Gorman grows as leader in ASB

Julia Dailard, Features Editor

Left to right: Nani Nguyen (12), Naomi Yoo (12), and Sammy Levy (12) join Brooke Gorman (12) in reading the yearbook. Gorman reflects on how she has grown to connect with her classmates. Photo by Julia Dailard.

Although the 2019 Winter Formal was arranged to give students an escape from their studies and an exciting night of dancing with their friends,  current senior class president Brooke Gorman (12) spent most of the night off of the dance floor deep in thought. As sophomore class president at the time, she paced from room to room deliberating over whether everything was going according to plan. She checked to see if students were enjoying the music and admiring the decorations she spent weeks selecting. Gorman had wanted the night to be perfect—and the thought that it wasn’t made her stomach churn. 

Prior to her time in Westview ASB, Gorman’s passion for student leadership began after getting elected president of her fifth-grade class, which eventually led to her involvement in ASB during her three years at Mesa Verde Middle School. According to Gorman, her experience in student leadership positions before entering high school looked very different from what she knows now.

“Throughout middle school and elementary school I wasn’t really taught how to be a leader, I was really just taught how to plan an event,” she said. “And planning something is so much different than actually learning how to effectively work with those around you.”

Now, as her fourth year as class president at Westview draws to a close, Gorman says that her leadership style has developed dramatically, something she attributes to abandoning the need for perfectionism.

“In the beginning I just wanted to be this perfect person that never made any mistakes because that’s what I thought being a leader looked like,” she said. “But then I eventually started to realize that making mistakes is such an integral part of actually learning.”

During her sophomore year as class president, Gorman and her co-president at the time, Alexis Weldner (12), were both in charge of putting together Westview’s annual Winter Formal dance, which she says marked a turning point in developing her interpersonal skills.

“Freshman and sophomore year, I just think that I thought I knew what was best, so when formal rolled around my sophomore year and students seemed a little underwhelmed by the event, it hit me hard,” Gorman said. “It was a really big wake-up call that I needed to try to be more aware of what students really wanted out of school events and activities.”

When planning future events, Gorman prioritized collecting student opinion and feedback through Google Forms sent out to the student body. According to Gorman, this has helped her form a stronger connection with her classmates and gain a greater perspective on how to cater to their preferences. 

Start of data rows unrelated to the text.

impl ChatApi {
    /// Header for requests that create a conversation event.
    fn event_request_header(
        &self,
        conversation_id: &str,
        otr_status: OffTheRecordStatus,
    ) -> EventRequestHeader {
        EventRequestHeader::new(conversation_id, self.client_generated_id(), otr_status)
    }

    async fn header_fields(&self) -> FieldList {
        FieldList::new().message(1, &self.request_header().await)
    }

    /// All events at or after `since`.
    pub async fn sync_all_new_events(&self, since: DateTime<Utc>) -> Result<Response, ClientError> {
        let request = self
            .header_fields()
            .await
            .set(2, micros(since))
            .set(8, MAX_RESPONSE_SIZE_BYTES);
        self.request("conversations/syncallnewevents", &request).await
    }

    pub async fn send_chat_message(
        &self,
        message: &SendChatMessage,
    ) -> Result<Response, ClientError> {
        let mut event_header = EventRequestHeader::new(
            message.conversation_id.as_str(),
            message
                .client_generated_id
                .unwrap_or_else(|| self.client_generated_id()),
            message.otr_status,
        );
        event_header.delivery_medium = Some(message.delivery_medium);
        event_header.event_type = Some(EventType::RegularChatMessage);

        let content = FieldList::new().repeated(1, &message.segments);
        let media = message.image_id.as_deref().map(|photo_id| {
            FieldList::new().message(1, &FieldList::new().set(1, photo_id))
        });
        let request = self
            .header_fields()
            .await
            .message(6, &content)
            .message_opt(7, media.as_ref())
            .message(8, &event_header);
        self.request("conversations/sendchatmessage", &request).await
    }

    /// Ask the server to treat `full_jid` as the active client for `timeout_secs`.
    pub async fn set_active_client(
        &self,
        is_active: bool,
        timeout_secs: u64,
        full_jid: &str,
    ) -> Result<Response, ClientError> {
        let request = self
            .header_fields()
            .await
            .set(2, is_active)
            .set(3, full_jid)
            .set(4, timeout_secs);
        self.request("clients/setactiveclient", &request).await
    }

    /// Mark a conversation read up to `read_at`.
    pub async fn update_watermark(
        &self,
        conversation_id: &str,
        read_at: DateTime<Utc>,
    ) -> Result<Response, ClientError> {
        let request = self
            .header_fields()
            .await
            .message(2, &conversation(conversation_id))
            .set(3, micros(read_at));
        self.request("conversations/updatewatermark", &request).await
    }

    pub async fn get_entity_by_id(&self, gaia_ids: &[&str]) -> Result<Response, ClientError> {
        let specs: Vec<FieldList> = gaia_ids
            .iter()
            .map(|gaia_id| FieldList::new().set(1, *gaia_id))
            .collect();
        let request = self.header_fields().await.repeated(3, &specs);
        self.request("contacts/getentitybyid", &request).await
    }

    pub async fn rename_conversation(
        &self,
        conversation_id: &str,
        name: &str,
        otr_status: OffTheRecordStatus,
    ) -> Result<Response, ClientError> {
        let event_header = self.event_request_header(conversation_id, otr_status);
        let request = self
            .header_fields()
            .await
            .set(3, name)
            .message(5, &event_header);
        self.request("conversations/renameconversation", &request).await
    }

    /// Up to `max_events` events before `before`, oldest first.
    pub async fn get_conversation(
        &self,
        conversation_id: &str,
        before: DateTime<Utc>,
        max_events: u32,
    ) -> Result<Response, ClientError> {
        let spec = FieldList::new().message(1, &conversation(conversation_id));
        let continuation = FieldList::new().set(3, micros(before));
        let request = self
            .header_fields()
            .await
            .message(2, &spec)
            .set(4, true)
            .set(6, max_events)
            .message(7, &continuation);
        self.request("conversations/getconversation", &request).await
    }

    /// Leave a group conversation.
    pub async fn remove_user(
        &self,
        conversation_id: &str,
        otr_status: OffTheRecordStatus,
    ) -> Result<Response, ClientError> {
        let event_header = self.event_request_header(conversation_id, otr_status);
        let request = self.header_fields().await.message(5, &event_header);
        self.request("conversations/removeuser", &request).await
    }

    /// Clear a one-to-one conversation's history up to now.
    pub async fn delete_conversation(&self, conversation_id: &str) -> Result<Response, ClientError> {
        let request = self
            .header_fields()
            .await
            .message(2, &conversation(conversation_id))
            .set(3, micros(Utc::now()));
        self.request("conversations/deleteconversation", &request).await
    }

    pub async fn set_typing(
        &self,
        conversation_id: &str,
        typing: TypingType,
    ) -> Result<Response, ClientError> {
        let request = self
            .header_fields()
            .await
            .message(2, &conversation(conversation_id))
            .set(3, typing);
        self.request("conversations/settyping", &request).await
    }

    pub async fn get_self_info(&self) -> Result<GetSelfInfoResponse, ClientError> {
        let request = self.header_fields().await;
        self.request("contacts/getselfinfo", &request).await
    }

    pub async fn set_focus(&self, conversation_id: &str) -> Result<Response, ClientError> {
        let request = self
            .header_fields()
            .await
            .message(2, &conversation(conversation_id))
            .set(3, FocusType::Focused)
            .set(4, FOCUS_TIMEOUT_SECS);
        self.request("conversations/setfocus", &request).await
    }

    pub async fn search_entities(
        &self,
        query: &str,
        max_results: u32,
    ) -> Result<Response, ClientError> {
        let request = self
            .header_fields()
            .await
            .set(3, query)
            .set(4, max_results);
        self.request("contacts/searchentities", &request).await
    }

    /// Set presence, and optionally the mood text shown next to it.
    pub async fn set_presence(
        &self,
        online: bool,
        mood: Option<&str>,
    ) -> Result<Response, ClientError> {
        let state = if online {
            ClientPresenceState::DesktopActive
        } else {
            ClientPresenceState::DesktopIdle
        };
        let setting = FieldList::new()
            .set(1, PRESENCE_TIMEOUT_SECS)
            .set(2, state);
        let mood_setting = mood.map(|mood| {
            let segment = FieldList::new().set(1, SegmentType::Text).set(2, mood);
            let content = FieldList::new().repeated(1, [&segment]);
            let message = FieldList::new().message(1, &content);
            FieldList::new().message(1, &message)
        });
        let request = self
            .header_fields()
            .await
            .message(2, &setting)
            .message_opt(8, mood_setting.as_ref());
        self.request("presence/setpresence", &request).await
    }

    pub async fn query_presence(&self, gaia_id: &str) -> Result<Response, ClientError> {
        let request = self
            .header_fields()
            .await
            .repeated(2, [&ParticipantId::gaia(gaia_id)])
            .set(
                3,
                vec![FieldMask::Reachable, FieldMask::Available, FieldMask::Device],
            );
        self.request("presence/querypresence", &request).await
    }

    /// Recent inbox conversations with their latest events.
    pub async fn sync_recent_conversations(
        &self,
        max_conversations: u32,
        max_events_per_conversation: u32,
    ) -> Result<Response, ClientError> {
        let request = self
            .header_fields()
            .await
            .set(3, max_conversations)
            .set(4, max_events_per_conversation)
            .set(5, vec![SyncFilter::Inbox]);
        self.request("conversations/syncrecentconversations", &request).await
    }

    pub async fn set_conversation_notification_level(
        &self,
        conversation_id: &str,
        level: NotificationLevel,
    ) -> Result<Response, ClientError> {
        let request = self
            .header_fields()
            .await
            .message(2, &conversation(conversation_id))
            .set(3, level);
        self.request("conversations/setconversationnotificationlevel", &request).await
    }

    /// `message` must not be empty.
    pub async fn easter_egg(
        &self,
        conversation_id: &str,
        message: &str,
    ) -> Result<Response, ClientError> {
        let request = self
            .header_fields()
            .await
            .message(2, &conversation(conversation_id))
            .message(3, &FieldList::new().set(1, message));
        self.request("conversations/easteregg", &request).await
    }

    /// Create a conversation with `gaia_ids`. More than one invitee, or
    /// `force_group`, makes it a group conversation.
    pub async fn create_conversation(
        &self,
        gaia_ids: &[&str],
        force_group: bool,
    ) -> Result<Response, ClientError> {
        let conversation_type = if gaia_ids.len() > 1 || force_group {
            ConversationType::Group
        } else {
            ConversationType::OneToOne
        };
        let invitees: Vec<InviteeId> = gaia_ids.iter().map(|id| InviteeId::new(*id)).collect();
        let request = self
            .header_fields()
            .await
            .set(2, conversation_type)
            .set(3, self.client_generated_id())
            .repeated(5, &invitees);
        self.request("conversations/createconversation", &request).await
    }

    pub async fn add_user(
        &self,
        conversation_id: &str,
        gaia_ids: &[&str],
        otr_status: OffTheRecordStatus,
    ) -> Result<Response, ClientError> {
        let invitees: Vec<InviteeId> = gaia_ids.iter().map(|id| InviteeId::new(*id)).collect();
        let event_header = self.event_request_header(conversation_id, otr_status);
        let request = self
            .header_fields()
            .await
            .repeated(3, &invitees)
            .message(5, &event_header);
        self.request("conversations/adduser", &request).await
    }

    /// Upload an image for a later [`SendChatMessage::with_image`]. Returns the photo id.
    pub async fn upload_image(&self, data: Vec<u8>, filename: &str) -> Result<String, ClientError> {
        let session_request = json!({
            "protocolVersion": "0.8",
            "createSessionRequest": {
                "fields": [{
                    "external": {
                        "name": "file",
                        "filename": filename,
                        "put": {},
                        "size": data.len(),
                    }
                }]
            }
        });
        let res = self
            .base_request(
                &self.upload_url,
                UPLOAD_FORM_CONTENT_TYPE,
                "json",
                session_request.to_string().into_bytes(),
            )
            .await?;
        let put_url = parse_upload_reply::<CreateSessionReply>(&res.body)?
            .session_status
            .external_field_transfers
            .into_iter()
            .next()
            .map(|transfer| transfer.put_info.url)
            .ok_or_else(|| {
                NetworkError::status(STATUS_UNAVAILABLE, "upload session has no transfer url")
            })?;
        debug!(filename = %filename, bytes = data.len(), "uploading image data");

        let res = self
            .base_request(&put_url, UPLOAD_DATA_CONTENT_TYPE, "json", data)
            .await?;
        let photo_id = parse_upload_reply::<UploadCompleteReply>(&res.body)?
            .session_status
            .additional_info
            .rupio
            .completion_info
            .customer_specific_info
            .photoid;
        info!(filename = %filename, photo_id = %photo_id, "image uploaded");
        Ok(photo_id)
    }

    /// Upload an image file, named after its file name.
    pub async fn upload_image_file(&self, path: &Path) -> Result<String, ClientError> {
        let data = tokio::fs::read(path).await.map_err(|e| {
            NetworkError::transport(
                STATUS_UNAVAILABLE,
                format!("cannot read {}", path.display()),
                e,
            )
        })?;
        let filename = path
            .file_name()
            .map(|name| name.to_string_lossy().into_owned())
            .unwrap_or_else(|| "image".to_string());
        self.upload_image(data, &filename).await
    }
}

“I think getting feedback from students definitely helps us plan and improve the events we’re planning, no matter if it’s instructive or not,” she said. “It helps us actually assess which aspects of certain events need improving and it helps me assess what I need to be doing better in how I lead.”

After Westview switched to virtual learning last year and COVID guidelines set restrictions on organizing student events, Gorman says that being mindful of students’ preferences became more important than ever to her and her current co-president, Brian Chander (12). 

“Brian and I have really had to think about what our class really wants to do and what is really necessary for us to advocate for,” Gorman said. “And so at the beginning of the year when everything was so up in the air, we just thought that if we could put all of our effort into making one thing happen, then what would that be? We immediately thought of an in-person graduation.”

Whether it be a drive-through or a traditional in-person ceremony, plans for high school graduation needed to be the same across the district. To advocate for an in-person graduation ceremony, Gorman and Chander had numerous discussions with Poway Unified Superintendent Marian Kim-Phelps and the senior class presidents of every Poway Unified high school. Following their meetings, Gorman and the other Poway Unified senior class presidents sent out surveys to their student bodies to collect feedback on their preferences for graduation plans, and found that almost 90% of respondents were in favor of an in-person graduation ceremony, as opposed to a drive-through one. 

After months of planning between ASB directors and principals across the district, Westview administrators recently announced plans for a traditional in-personal graduation ceremony on June 18. According to Gorman, she was happy to find that her class was so enthusiastic about spending their last moments of high school together. 

“I think that with graduation, many felt that having a shared experience would be so much better after spending so much time apart from each other,” Gorman said. “There are so many senior events that we missed out on this year because they didn’t fit with COVID guidelines so I’m really excited that we’re able to make the most of what we can do.”

Following graduation, Gorman plans to attend American University in Washington D.C to study CLEG—an American University specific major that integrates the study of communications, law, economics and government. Gorman said she hopes to use what she’s learned from her years of student leadership experience as a foundation for her studies in college.  

Although she said that her time as class president these past four years has taught her many valuable lessons, her greatest takeaway from the experience is discovering the important role understanding plays in leadership. 

“My time as class president has taught me the importance of really connecting with my peers through understanding,” Gorman said. “I’ve learned that through making connections, through talking to others, through truly listening to what they understand the world to be, is so vital to leadership because you can’t serve people if you can’t understand them.”